Grande Encyclopédie Larousse 1971-1976Éd. 1971-1976
T

tauromachie

Art de combattre les taureaux de race sauvage dans un affrontement dont la forme la plus répandue est la corrida.


La tauromachie se pratique surtout en Espagne, au Portugal, dans plusieurs nations d’Amérique latine (Mexique, Pérou, Colombie, Equateur, Venezuela) et dans le midi de la France, où la corrida fut introduite au début du second Empire.


Historique

Les courses ou combats de taureaux remontent à l’Antiquité. On en trouve la trace dans l’île de Crète, en Thessalie, à Rome, plus tard en Espagne et en France même, où les archives locales enregistrent l’existence de jeux taurins au xve s. Cependant, la corrida en tant que spectacle organisé, codifié, est un art relativement récent. Elle est née au xviiie s. de la fusion entre deux sortes de divertissements qui coexistaient en Espagne depuis le Moyen Âge : l’un, équestre, pratiqué par la noblesse, pour laquelle il constituait un entraînement à la guerre ; l’autre, populaire, qui avait lieu à l’occasion des fêtes votives sur des places publiques aménagées en arène, où des hommes à pied faisaient valoir leur courage, chacun à sa façon, devant des taureaux.

La fusion s’accomplit peu à peu dans la première moitié du siècle. Elle ne devient totale que vers 1770, quand les toreros, cessant d’agir en ordre dispersé et pour leur propre compte, acceptent d’être incorporés dans des équipes sous l’autorité reconnue d’un chef, la primera espada (la première épée). Dès ce moment, la corrida trouve sa forme quasi définitive. Elle se déroule selon une disposition qui ne subira pas de modifications sensibles pendant deux siècles. Le combat de taureau est divisé en trois actes, ou tercios, logiquement enchaînés : les piques, les banderilles, la mise à mort.


Le taureau

Le taureau de combat naît et grandit à l’état sauvage dans des régions suffisamment incultes pour qu’il puisse se déplacer en toute liberté et conserver son instinct primitif, qui le pousse, quand il est isolé ou se sent menacé dans l’enceinte d’une arène, à attaquer vivement tout ce qui se présente à sa vue.

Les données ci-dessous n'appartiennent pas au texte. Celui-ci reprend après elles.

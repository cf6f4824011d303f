//! Authorization primitives for the gantry session layer.
//!
//! # Two-Phase Model
//!
//! ```text
//! request ──► PreAuthorizer ──Deny──► NotPermitted (twin never consulted)
//!                 │
//!                 ├──Allow──► twin operation
//!                 │
//!                 └──Unknown──► look up model ──► Authorizer ──► twin operation
//! ```
//!
//! | Type | Role |
//! |------|------|
//! | [`PermissionLevel`] | What kind of access is asked |
//! | [`PreAuth`] | Three-valued pre-authorization result |
//! | [`PreAuthorizer`] | Model-unaware pre-check |
//! | [`Authorizer`] | Authoritative, model-aware check |
//! | [`AuthorizationEngine`] | Builds both for a user |
//! | [`PolicyEngine`] | Built-in engine driven by [`DefaultAuthPolicy`] |
//!
//! # Crate Architecture
//!
//! ```text
//! gantry-types  (UserInfo, TwinPath, ModelRef)
//!     ↑
//! gantry-auth  ◄── THIS CRATE
//!     ↑
//! gantry-session (Session, SessionRegistry)
//! ```

pub mod authorizer;
pub mod engine;
pub mod error;
pub mod level;
pub mod policy;
pub mod preauth;

pub use authorizer::{Authorizer, PassThroughPreAuthorizer, PreAuthorizer};
pub use engine::{pre_authorizer_for, AuthorizationEngine};
pub use error::NotPermitted;
pub use level::PermissionLevel;
pub use policy::{DefaultAuthPolicy, PolicyAuthorizer, PolicyEngine};
pub use preauth::PreAuth;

On nomme « bravoure » cet instinct profond de combativité sauvage qui se manifeste dans la charge de l’animal. Et l’on dit que le taureau est « noble » quand il attaque toujours de front, sans discernement, sans donner le coup de corne au passage. Bravoure et noblesse sont les deux conditions sur lesquelles est fondé l’art des toreros, ou toreo.

Les principaux élevages, ou ganaderías, se trouvent : en Espagne, dans les Marismas andalouses, sur les bords du Guadalquivir, en Nouvelle-Castille et dans la région de Salamanque ; au Portugal, dans l’Alentejo ; en France, en Camargue ; au Mexique, en bordure du plateau de Mexico. Tous remontent aux troupeaux de taureaux sauvages qui existaient dans la péninsule Ibérique et dans lesquels, dès le xviie s., quelques éleveurs puisèrent pour créer des races sélectionnées. Aujourd’hui, la race dominante est celle que forma, à la fin du xviiie s., en Andalousie, le comte de Vistahermosa, créateur de l’une des premières castes pures.

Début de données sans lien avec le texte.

//! Pre-authorization results.
//!
//! A pre-authorization is a cheap decision taken *before* the twin is
//! consulted, typically from token claims alone. It is three-valued:
//!
//! ```text
//! PreAuth::Allow    → skip the authoritative check, go straight to the twin
//! PreAuth::Deny     → fail now, the twin is never looked at
//! PreAuth::Unknown  → look the target up, then ask the Authorizer
//! ```

use serde::{Deserialize, Serialize};

/// Result of a [`PreAuthorizer`](crate::PreAuthorizer) check.
///
/// # Example
///
/// ```
/// use gantry_auth::PreAuth;
///
/// assert!(PreAuth::Deny.is_denied());
/// assert!(PreAuth::Unknown.needs_authoritative_check());
/// assert!(!PreAuth::Allow.needs_authoritative_check());
/// assert_eq!(PreAuth::Allow.status_str(), "allow");
/// ```
#[derive(Debug, Clone, Copy, PartialEq, Eq, Hash, Serialize, Deserialize)]
#[serde(rename_all = "SCREAMING_SNAKE_CASE")]
pub enum PreAuth {
    /// Access is granted; no further check is needed.
    Allow,
    /// Access is refused; the twin must not be consulted.
    Deny,
    /// The pre-authorizer cannot decide without the target's model.
    Unknown,
}

impl PreAuth {
    /// Returns `true` if access was granted up front.
    #[must_use]
    pub fn is_allowed(&self) -> bool {
        matches!(self, Self::Allow)
    }

    /// Returns `true` if access was refused up front.
    #[must_use]
    pub fn is_denied(&self) -> bool {
        matches!(self, Self::Deny)
    }

    /// Returns `true` if the authoritative check must run inside the twin command.
    #[must_use]
    pub fn needs_authoritative_check(&self) -> bool {
        matches!(self, Self::Unknown)
    }

    /// Converts a definitive boolean decision.
    #[must_use]
    pub fn from_decision(allowed: bool) -> Self {
        if allowed {
            Self::Allow
        } else {
            Self::Deny
        }
    }

    /// Returns the status as a string ("allow", "deny", "unknown").
    #[must_use]
    pub fn status_str(&self) -> &'static str {
        match self {
            Self::Allow => "allow",
            Self::Deny => "deny",
            Self::Unknown => "unknown",
        }
    }
}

Le taureau doit ses qualités combatives à l’espèce, à l’hérédité et à une sélection rigoureuse. Ces qualités sont entretenues et contrôlées par une épreuve, la tienta, à laquelle sont soumis avant toute reproduction les femelles et les étalons. Les taureaux devant entrer dans l’arène vierges de toute expérience antérieure, les jeunes mâles sont généralement exclus de cette épreuve, qui se pratique en champ clos, dans la petite arène attenant à chaque élevage. Cette épreuve consiste à mettre, dans un premier temps, les animaux en présence d’un cavalier armé d’une pique et, dans un second temps, à laisser travailler (toréer) les femelles par les toreros, auxquels les tientas servent d’entraînement pendant l’hiver. La première action met à l’épreuve la bravoure de l’animal, qui doit se jeter sur le cheval et son cavalier, renouveler ses assauts malgré la douleur qu’il endure sous l’aiguillon de la pique ; la seconde a pour objet de tâter sa noblesse, sa façon de réagir à l’incitation de l’étoffe, cape ou muleta, que les toreros lui présentent.

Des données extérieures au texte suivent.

//! Permission levels.

use serde::{Deserialize, Serialize};

/// The kind of access requested on a twin element.
///
/// Levels are independent parameters of an authorization decision; they
/// are **not** compared with each other. An engine may grant `Read`
/// without `Describe` or `Act` without `Read`.
///
/// | Level | Used by |
/// |-------|---------|
/// | `Describe` | descriptions, snapshots, lifecycle notifications |
/// | `Read` | value/metadata reads, data/metadata notifications |
/// | `Update` | value/metadata writes, provider links |
/// | `Act` | action invocation, action notifications |
///
/// # Example
///
/// ```
/// use gantry_auth::PermissionLevel;
///
/// assert_eq!(PermissionLevel::Read.as_str(), "READ");
/// assert_eq!(PermissionLevel::Act.verb(), "act on");
/// ```
#[derive(Debug, Clone, Copy, PartialEq, Eq, Hash, Serialize, Deserialize)]
#[serde(rename_all = "SCREAMING_SNAKE_CASE")]
pub enum PermissionLevel {
    /// See that an element exists and how it is shaped.
    Describe,
    /// Read current values and metadata.
    Read,
    /// Write values and metadata.
    Update,
    /// Invoke actions.
    Act,
}

impl PermissionLevel {
    /// All levels, in declaration order.
    pub const ALL: [PermissionLevel; 4] = [Self::Describe, Self::Read, Self::Update, Self::Act];

    /// Returns the wire name of this level.
    #[must_use]
    pub fn as_str(&self) -> &'static str {
        match self {
            Self::Describe => "DESCRIBE",
            Self::Read => "READ",
            Self::Update => "UPDATE",
            Self::Act => "ACT",
        }
    }

    /// Returns the verb used in permission error messages.
    #[must_use]
    pub fn verb(&self) -> &'static str {
        match self {
            Self::Describe => "describe",
            Self::Read => "read",
            Self::Update => "update",
            Self::Act => "act on",
        }
    }
}

impl std::fmt::Display for PermissionLevel {
    fn fmt(&self, f: &mut std::fmt::Formatter<'_>) -> std::fmt::Result {
        f.write_str(self.as_str())
    }
}

#[cfg(test)]
mod tests {
    use super::*;

    #[test]
    fn wire_names_match_serde() {
        for level in PermissionLevel::ALL {
            let json = serde_json::to_string(&level).expect("serialize level");
            assert_eq!(json, format!("\"{}\"", level.as_str()));
        }
    }

    #[test]
    fn display_uses_wire_name() {
        assert_eq!(PermissionLevel::Describe.to_string(), "DESCRIBE");
        assert_eq!(PermissionLevel::Update.to_string(), "UPDATE");
    }
}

Ces épreuves systématiques réservées aux géniteurs permettent aux éleveurs de préjuger de la qualité de leurs produits, de conserver la valeur combative de la race en procédant à l’élimination des bêtes douteuses. Pour répondre aux exigences du règlement, le taureau de corrida doit être âgé de quatre ans au moins et présenter un poids vif minimal de 460 kg dans les arènes de première catégorie. Sa valeur commerciale dépend de la race et des soins dont il a été entouré.


Les toreros

Tous les hommes qui font profession de combattre les taureaux sont appelés toreros. Ils sont constitués en équipes (cuadrillas), dont chacune a pour chef le matador. Celui-ci engage ses hommes pour l’ensemble de la saison et, sur son cachet, les rétribue ; il prend aussi à sa charge leurs frais de déplacement. Une cuadrilla comprend généralement deux picadors, qui combattent à cheval, et trois banderilleros. On appelle novilleros ou matadors de novillos les jeunes toreros qui accomplissent leur apprentissage en affrontant, dans les mêmes conditions que leurs aînés, de jeunes taureaux (novillos) pris dans leur troisième année. Ces courses sont nommées novilladas et ne diffèrent en rien, si ce n’est par l’âge des bêtes, des corridas formelles, auxquelles le novillero ne sera admis qu’après avoir reçu l’alternative.

L’alternative est une consécration officielle dont la validité n’est reconnue que si elle a été donnée en Espagne ou, par exception, dans l’arène de Mexico ; elle détermine l’ancienneté du récipiendaire au regard de ses collègues, et la coutume est de la confirmer à Madrid.

Les rejoneadors constituent une catégorie spéciale de toreros à cheval, dont l’action s’exerce en marge de la corrida régulière, soit qu’ils passent en hors-d’œuvre de celle-ci, soit que plusieurs cavaliers assument entièrement la charge du spectacle en opérant tantôt seuls, tantôt en duo. Ce sport, appelé rejoneo, est hérité du divertissement aristocratique qui tomba en discrédit au début du xviiie s. ; il connaît un regain de faveur. Il exige des chevaux spécialement dressés, et l’on tolère, pour leur protection, que les cornes des taureaux soient convenablement épointées.